▸ Aim of the exercise: When the line containing "pub struct SpooledUpload" appears in the entries below, begin printing there and stop after the line containing "File::open(&self.path).await"; print each of those lines exactly and no other line.

▸ Data to examine:
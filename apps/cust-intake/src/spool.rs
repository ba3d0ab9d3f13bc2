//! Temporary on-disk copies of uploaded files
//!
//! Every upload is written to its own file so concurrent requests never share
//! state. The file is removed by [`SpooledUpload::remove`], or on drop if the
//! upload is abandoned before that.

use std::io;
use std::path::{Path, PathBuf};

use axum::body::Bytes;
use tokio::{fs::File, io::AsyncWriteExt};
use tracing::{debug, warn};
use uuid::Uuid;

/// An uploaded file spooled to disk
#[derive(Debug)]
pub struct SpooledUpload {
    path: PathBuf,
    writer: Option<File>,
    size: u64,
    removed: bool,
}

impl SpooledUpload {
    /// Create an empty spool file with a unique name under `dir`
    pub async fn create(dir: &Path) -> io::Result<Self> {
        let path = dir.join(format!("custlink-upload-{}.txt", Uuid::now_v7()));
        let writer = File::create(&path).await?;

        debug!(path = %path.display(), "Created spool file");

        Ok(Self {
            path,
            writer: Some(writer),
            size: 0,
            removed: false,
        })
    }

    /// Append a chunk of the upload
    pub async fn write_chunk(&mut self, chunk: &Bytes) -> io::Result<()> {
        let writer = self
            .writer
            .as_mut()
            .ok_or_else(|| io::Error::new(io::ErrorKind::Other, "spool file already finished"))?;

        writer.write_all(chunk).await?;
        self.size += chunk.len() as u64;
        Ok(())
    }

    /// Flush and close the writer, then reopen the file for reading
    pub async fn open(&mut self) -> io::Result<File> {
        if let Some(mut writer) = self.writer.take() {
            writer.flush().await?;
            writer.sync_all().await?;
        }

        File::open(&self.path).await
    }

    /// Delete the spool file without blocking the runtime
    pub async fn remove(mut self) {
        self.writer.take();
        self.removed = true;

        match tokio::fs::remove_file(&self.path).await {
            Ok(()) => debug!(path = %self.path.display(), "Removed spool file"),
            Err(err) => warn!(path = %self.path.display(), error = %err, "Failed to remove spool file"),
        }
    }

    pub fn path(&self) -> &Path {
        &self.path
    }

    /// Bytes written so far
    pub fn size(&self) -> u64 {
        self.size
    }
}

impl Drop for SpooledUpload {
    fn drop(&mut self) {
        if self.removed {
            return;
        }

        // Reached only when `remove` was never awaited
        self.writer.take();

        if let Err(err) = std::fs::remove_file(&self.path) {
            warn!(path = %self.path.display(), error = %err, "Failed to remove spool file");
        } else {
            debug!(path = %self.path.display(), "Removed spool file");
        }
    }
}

▸ Result for this exercise:
pub struct SpooledUpload {
    path: PathBuf,
    writer: Option<File>,
    size: u64,
    removed: bool,
}

impl SpooledUpload {
    /// Create an empty spool file with a unique name under `dir`
    pub async fn create(dir: &Path) -> io::Result<Self> {
        let path = dir.join(format!("custlink-upload-{}.txt", Uuid::now_v7()));
        let writer = File::create(&path).await?;

        debug!(path = %path.display(), "Created spool file");

        Ok(Self {
            path,
            writer: Some(writer),
            size: 0,
            removed: false,
        })
    }

    /// Append a chunk of the upload
    pub async fn write_chunk(&mut self, chunk: &Bytes) -> io::Result<()> {
        let writer = self
            .writer
            .as_mut()
            .ok_or_else(|| io::Error::new(io::ErrorKind::Other, "spool file already finished"))?;

        writer.write_all(chunk).await?;
        self.size += chunk.len() as u64;
        Ok(())
    }

    /// Flush and close the writer, then reopen the file for reading
    pub async fn open(&mut self) -> io::Result<File> {
        if let Some(mut writer) = self.writer.take() {
            writer.flush().await?;
            writer.sync_all().await?;
        }

        File::open(&self.path).await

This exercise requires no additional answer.